ROOK is dividing that data up and not only putting it into a common language, but putting it into pillars that make it easy for companies to recognize what they have to work with. We have a sleep pillar, a physical activity pillar and a body health pillar, and within those, you'll receive individual events every day. We also give daily summaries, and scoring that can be useful for insights and trends about users' health.
Using the World Health Organization standards for each of those areas, we're looking at how much sleep and deep sleep somebody is getting as well as physical activity data and their heart rate variability. We align those with standards and recommendations for a healthy person. Now, you can quickly look at your audience and get an understanding of where people land on the spectrum based on these global standards.”
What inspired the team to start this company?
“With our diverse backgrounds, we've seen in a variety of ways how data can change people's lives. This also aligns with what AI is unlocking for a lot of companies in that they can process large data sets and clean insights that were previously very hard to get or had to be very pointedly directed at. The way we approach health as humans where the nutrition and fitness worlds are merging with the healthcare world will help insurance to create programs where users actually have personalized insights. I mean that in the sense that we can now scale personalization with machines and AI in a much better way.

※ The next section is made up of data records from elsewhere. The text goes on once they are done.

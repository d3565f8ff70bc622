use crate::api::attendance::{ClockImportRow, EditAttendance, ImportSummary, LeaveImportRow, MissingRequest};
use crate::api::employee::{ChangeStatus, CreateEmployee};
use crate::api::holiday::CreateHoliday;
use crate::api::leave_request::{BalanceInput, CreateLeave, DeclineLeave, LeaveFilter, LeaveResponse};
use crate::api::loan::{ApproveLoan, CancelLoan, CreateLoan, EditLoan, LoanDetail};
use crate::api::payslip::{CreateStructure, GroupPayslip, NewComponent, StructureComponents};
use crate::api::report::{CreateReport, ScheduleRequest, ScheduleView, UpdateSchedule};
use crate::api::sequence::CreateSequence;
use crate::api::{
    ComponentListResponse, EmployeeListResponse, HistoryListResponse, HolidayListResponse, LeaveListResponse,
    LoanListResponse, ReportListResponse, ScheduleListResponse, StructureListResponse,
};
use crate::model::attendance::{Attendance, AttendanceStatus};
use crate::model::employee::{Employee, EmployeeStatus, Gender};
use crate::model::holiday::Holiday;
use crate::model::leave::{ApprovalStatus, LeaveBalance, LeaveRequest, LeaveType};
use crate::model::loan::{Loan, LoanActivity, LoanStatus};
use crate::model::payslip::{CalculationType, Component, SalaryStructure};
use crate::model::report::{
    HistoryAction, Report, ReportFormat, ReportFrequency, ReportHistory, ReportKind, ReportTemplate, ScheduleReport,
};
use crate::model::sequence::SequenceNumber;
use crate::models::{LoginReqDto, TokenPair, UserReq};
use crate::service::attendance::{EmployeeYearSummary, MonthSummary};
use crate::service::job::JobRunSummary;
use crate::service::payslip::{ComponentAmount, ComponentGroup};
use crate::service::report::{ProjectedReport, ReportFilters};
use utoipa::Modify;
use utoipa::openapi::security::{HttpAuthScheme, HttpBuilder, SecurityScheme};
use utoipa::{OpenApi, openapi};

/// Registers the bearer scheme referenced by `security(("bearer_auth" = []))`.
struct SecurityAddon;

impl Modify for SecurityAddon {
    fn modify(&self, openapi: &mut openapi::OpenApi) {
        let components = openapi.components.get_or_insert_with(Default::default);
        components.add_security_scheme(
            "bearer_auth",
            SecurityScheme::Http(
                HttpBuilder::new()
                    .scheme(HttpAuthScheme::Bearer)
                    .bearer_format("JWT")
                    .build(),
            ),
        );
    }
}

#[derive(OpenApi)]
#[openapi(
    info(
        title = "Payroll HRM API",
        version = "1.0.0",
        description = r#"
## Payroll & HR Management API

Backend for an HR/payroll product: employee records, attendance, leave,
loans, salary structures and reporting.

### Key Features
- **Employees**: create with a sequence-generated code, filter, edit, soft delete
- **Attendance**: bulk clock / leave imports, month back-fill, yearly summaries
- **Leave**: requests, approval with balance deduction
- **Loans**: request, approve, cancel, activity log
- **Payslip**: salary structures with copy-on-read default components
- **Reports**: template-driven projections, XLSX/CSV export, scheduled email delivery

### Security
Everything under the API prefix needs a **JWT bearer** access token from `/auth/login`.
Mutations are limited to **HR** and **Admin** roles.

### Response Format
- JSON bodies, `{"message": ...}` on errors
- `page` / `per_page` pagination on list endpoints, `page` / `limit` on report data
"#,
    ),
    paths(
        crate::auth::handlers::register,
        crate::auth::handlers::login,
        crate::auth::handlers::refresh_token,
        crate::auth::handlers::logout,

        crate::api::employee::create_employee,
        crate::api::employee::list_employees,
        crate::api::employee::get_employee,
        crate::api::employee::update_employee,
        crate::api::employee::change_status,
        crate::api::employee::delete_employee,

        crate::api::attendance::import_clock,
        crate::api::attendance::import_leave,
        crate::api::attendance::fill_missing,
        crate::api::attendance::yearly,
        crate::api::attendance::employee_calendar,
        crate::api::attendance::employee_month,
        crate::api::attendance::edit_attendance,

        crate::api::leave_request::create_leave,
        crate::api::leave_request::leave_list,
        crate::api::leave_request::get_leave,
        crate::api::leave_request::approve_leave,
        crate::api::leave_request::decline_leave,
        crate::api::leave_request::employee_balances,

        crate::api::holiday::create_holiday,
        crate::api::holiday::list_holidays,
        crate::api::holiday::delete_holiday,

        crate::api::sequence::create_sequence,
        crate::api::sequence::list_sequences,
        crate::api::sequence::peek_next,

        crate::api::loan::create_loan,
        crate::api::loan::approve_loan,
        crate::api::loan::cancel_loan,
        crate::api::loan::edit_loan,
        crate::api::loan::list_loans,
        crate::api::loan::get_loan,

        crate::api::payslip::add_default_component,
        crate::api::payslip::list_default_components,
        crate::api::payslip::create_structure,
        crate::api::payslip::list_structures,
        crate::api::payslip::structure_names,
        crate::api::payslip::edit_structure,
        crate::api::payslip::delete_structure,
        crate::api::payslip::structure_components,
        crate::api::payslip::add_structure_component,
        crate::api::payslip::edit_component,
        crate::api::payslip::delete_component,
        crate::api::payslip::group_components,

        crate::api::report::create_report,
        crate::api::report::list_reports,
        crate::api::report::delete_report,
        crate::api::report::get_template,
        crate::api::report::edit_template,
        crate::api::report::report_data,
        crate::api::report::export_report,
        crate::api::report::create_schedule,
        crate::api::report::list_schedules,
        crate::api::report::update_schedule,
        crate::api::report::delete_schedule,
        crate::api::report::list_history,
        crate::api::report::run_jobs
    ),
    components(
        schemas(
            UserReq,
            LoginReqDto,
            TokenPair,

            Employee,
            EmployeeStatus,
            Gender,
            CreateEmployee,
            ChangeStatus,
            EmployeeListResponse,

            Attendance,
            AttendanceStatus,
            ClockImportRow,
            LeaveImportRow,
            MissingRequest,
            EditAttendance,
            ImportSummary,
            MonthSummary,
            EmployeeYearSummary,

            LeaveRequest,
            LeaveBalance,
            LeaveType,
            ApprovalStatus,
            BalanceInput,
            CreateLeave,
            DeclineLeave,
            LeaveFilter,
            LeaveResponse,
            LeaveListResponse,

            Holiday,
            CreateHoliday,
            HolidayListResponse,

            SequenceNumber,
            CreateSequence,

            Loan,
            LoanStatus,
            LoanActivity,
            LoanDetail,
            CreateLoan,
            ApproveLoan,
            CancelLoan,
            EditLoan,
            LoanListResponse,

            SalaryStructure,
            Component,
            CalculationType,
            NewComponent,
            CreateStructure,
            StructureComponents,
            GroupPayslip,
            ComponentGroup,
            ComponentAmount,
            StructureListResponse,
            ComponentListResponse,

            Report,
            ReportKind,
            ReportTemplate,
            ReportHistory,
            HistoryAction,
            ScheduleReport,
            ScheduleView,
            ReportFrequency,
            ReportFormat,
            CreateReport,
            ScheduleRequest,
            UpdateSchedule,
            ReportFilters,
            ProjectedReport,
            JobRunSummary,
            ReportListResponse,
            ScheduleListResponse,
            HistoryListResponse
        )
    ),
    modifiers(&SecurityAddon),
    tags(
        (name = "Auth", description = "Registration, login and token rotation"),
        (name = "Employee", description = "Employee management APIs"),
        (name = "Attendance", description = "Attendance import and calendar APIs"),
        (name = "Leave", description = "Leave management APIs"),
        (name = "Holiday", description = "Holiday calendar APIs"),
        (name = "Sequence", description = "Code sequence APIs"),
        (name = "Loan", description = "Loan and advance APIs"),
        (name = "Payslip", description = "Salary structure and component APIs"),
        (name = "Report", description = "Reports, templates, exports and schedules"),
    )
)]
pub struct ApiDoc;

#[cfg(test)]
mod tests {
    use super::*;

    #[test]
    fn document_lists_protected_paths_and_bearer_scheme() {
        let doc = ApiDoc::openapi();
        assert!(doc.paths.paths.contains_key("/api/employees"));
        assert!(doc.paths.paths.contains_key("/api/report/export/{report_type}"));
        assert!(doc.paths.paths.contains_key("/auth/login"));

        let schemes = doc.components.unwrap().security_schemes;
        assert!(schemes.contains_key("bearer_auth"));
    }
}
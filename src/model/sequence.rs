use serde::{Deserialize, Serialize};
use utoipa::ToSchema;

pub const EMPLOYEE_SEQUENCE: &str = "Employee";
pub const REPORT_SEQUENCE: &str = "Report";

#[derive(Debug, Clone, Serialize, Deserialize, sqlx::FromRow, ToSchema)]
pub struct SequenceNumber {
    pub id: String,
    pub seq_type: String,
    pub prefix: String,
    pub next_available_number: i64,
    pub created_by: Option<String>,
    pub created_at: i64,
}

impl SequenceNumber {
    /// Code handed out for the current counter value.
    pub fn current_code(&self) -> String {
        format!("{}{}", self.prefix, self.next_available_number)
    }
}

#[cfg(test)]
mod tests {
    use super::*;

    #[test]
    fn code_is_prefix_followed_by_number() {
        let seq = SequenceNumber {
            id: "x".into(),
            seq_type: EMPLOYEE_SEQUENCE.into(),
            prefix: "EMP".into(),
            next_available_number: 12,
            created_by: None,
            created_at: 0,
        };
        assert_eq!(seq.current_code(), "EMP12");
    }
}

What we're seeing is now you can understand user behavior and recommend the best possible products to them, both in terms of maintaining and improving their health but also in terms of insuring them and making sure they're on the right programs for them that are going to best align with their needs and their potential risks.”
Can you share any goals for the next 12 months?
“We have a few pilots and a few different partners that we're working with to build models around morbidity and risk assessments. In the wild, those are in the life insurance space. We are also working toward electronic health record (EHR) integrations, and so not only having this data directly available to our clients, but actually being able to inject it into the larger health ecosystem is exciting. One of our investors is InterSystems, and we've worked with them to convert wearable data to Fast Healthcare Interoperability Resources (FHIR) compliant formatting to be injected and received by the health records. Outside of that, we’re adding additional, data-source integrations to better align with markets that we serve.
We’re aiming to get more Asian, African and European markets involved, as well as launching continuous glucose monitors. There’s a super exciting use case with Abbott and Dexcom now releasing non-medical glucose monitoring. We're going to start to see more of those used as the chronic-care crisis in our country is growing and swelling.
Finally, the last big goal is getting our first clients up and running in the clinical trial space. There’s another very cool use case and application of wearable data as the FDA is improving products from Apple and Garmin for more use cases like detection of Atrial Fibrillation (AFib). We're seeing a broader application of what a wearable can be used for that gets away from more of the traditional medical devices and can improve the accessibility to patient data.”